Oddly enough, the earliest mentions of "knocking on a bit" that appear in the British Newspaper Archive involve motorists and the phrase seems to have meant "speeding." From "Motor Scout Who Did Not Salute," in the Leeds Mercury (May 16, 1928):

"I'm glad you understood why I did not salute, because you were knocking on a bit. Please go slowly through the next village...I did so and kept my eyes open. Standing by the end of a lane and trying yo look very unobtrusive about it was a man who was obviously policeman in plain clothes.

And from "Speeding" in the Lancaster Guardian September 17, 1937):

Eric H. Giles, of Blackpool, was fined and had his license endorsed for exceeding the speed limit with a public service vehicle. P.C. Williams said that defendant's speed at Yealand Redmayne was over 41 m.p.h., and said that when stopped defendant admitted "I know I was knocking on a bit, but it is the first time for four years." He was driving a party by motor-coach to Gretna Green.

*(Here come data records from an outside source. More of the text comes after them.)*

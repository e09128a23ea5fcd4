// src/common/retry.rs

use std::future::Future;
use std::time::Duration;

use crate::db::TableError;

/// Bounded exponential backoff for idempotent reads.
#[derive(Debug, Clone, Copy)]
pub struct RetryPolicy {
    /// Total attempts, the first one included. Zero behaves like one.
    pub max_attempts: u32,
    pub base_delay: Duration,
}

impl Default for RetryPolicy {
    fn default() -> Self {
        Self {
            max_attempts: 3,
            base_delay: Duration::from_millis(25),
        }
    }
}

impl RetryPolicy {
    fn delay_for(&self, attempt: u32) -> Duration {
        self.base_delay.saturating_mul(2u32.saturating_pow(attempt.saturating_sub(1)))
    }

    /// Runs `call` until it succeeds, fails with a non-transient error, or
    /// the attempts run out.
    pub async fn run<T, F, Fut>(&self, operation: &'static str, mut call: F) -> Result<T, TableError>
    where
        F: FnMut() -> Fut,
        Fut: Future<Output = Result<T, TableError>>,
    {
        let max_attempts = self.max_attempts.max(1);
        let mut attempt = 1;
        loop {
            match call().await {
                Err(err) if err.is_transient() && attempt < max_attempts => {
                    let delay = self.delay_for(attempt);
                    tracing::warn!(
                        operation,
                        attempt,
                        delay_ms = delay.as_millis() as u64,
                        error = %err,
                        "transient table error, retrying"
                    );
                    tokio::time::sleep(delay).await;
                    attempt += 1;
                }
                outcome => return outcome,
            }
        }
    }
}

#[cfg(test)]
mod tests {
    use super::*;
    use std::sync::atomic::{AtomicU32, Ordering};

    #[test]
    fn backoff_doubles() {
        let policy = RetryPolicy {
            max_attempts: 4,
            base_delay: Duration::from_millis(10),
        };
        assert_eq!(policy.delay_for(1), Duration::from_millis(10));
        assert_eq!(policy.delay_for(2), Duration::from_millis(20));
        assert_eq!(policy.delay_for(3), Duration::from_millis(40));
    }

    #[tokio::test]
    async fn transient_errors_are_retried_until_success() {
        let calls = AtomicU32::new(0);
        let policy = RetryPolicy {
            max_attempts: 3,
            base_delay: Duration::ZERO,
        };
        let result = policy
            .run("get", || async {
                if calls.fetch_add(1, Ordering::SeqCst) < 2 {
                    Err(TableError::Transient("throttled".into()))
                } else {
                    Ok(7)
                }
            })
            .await;
        assert_eq!(result.unwrap(), 7);
        assert_eq!(calls.load(Ordering::SeqCst), 3);
    }

    #[tokio::test]
    async fn attempts_are_bounded() {
        let calls = AtomicU32::new(0);
        let policy = RetryPolicy {
            max_attempts: 2,
            base_delay: Duration::ZERO,
        };
        let result: Result<(), _> = policy
            .run("query", || async {
                calls.fetch_add(1, Ordering::SeqCst);
                Err(TableError::Transient("timeout".into()))
            })
            .await;
        assert!(result.unwrap_err().is_transient());
        assert_eq!(calls.load(Ordering::SeqCst), 2);
    }

    #[tokio::test]
    async fn other_errors_are_returned_at_once() {
        let calls = AtomicU32::new(0);
        let result: Result<(), _> = RetryPolicy::default()
            .run("get", || async {
                calls.fetch_add(1, Ordering::SeqCst);
                Err(TableError::Backend("access denied".into()))
            })
            .await;
        assert!(matches!(result, Err(TableError::Backend(_))));
        assert_eq!(calls.load(Ordering::SeqCst), 1);
    }
}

A similar idiomatic expression in U.S. English is "pushing 70 [or some other number]"—wording that may be applied equally to traveling speed (where it means "nearing 70 miles per hour") and to age (where it means "nearing 70 years old"). I don't know whether the British expression "knocking on a bit" began as a slang term for vehicle speed and evolved into an expression about age, or whether the expressions arose separately, but it's tempting to imagine a connection between them.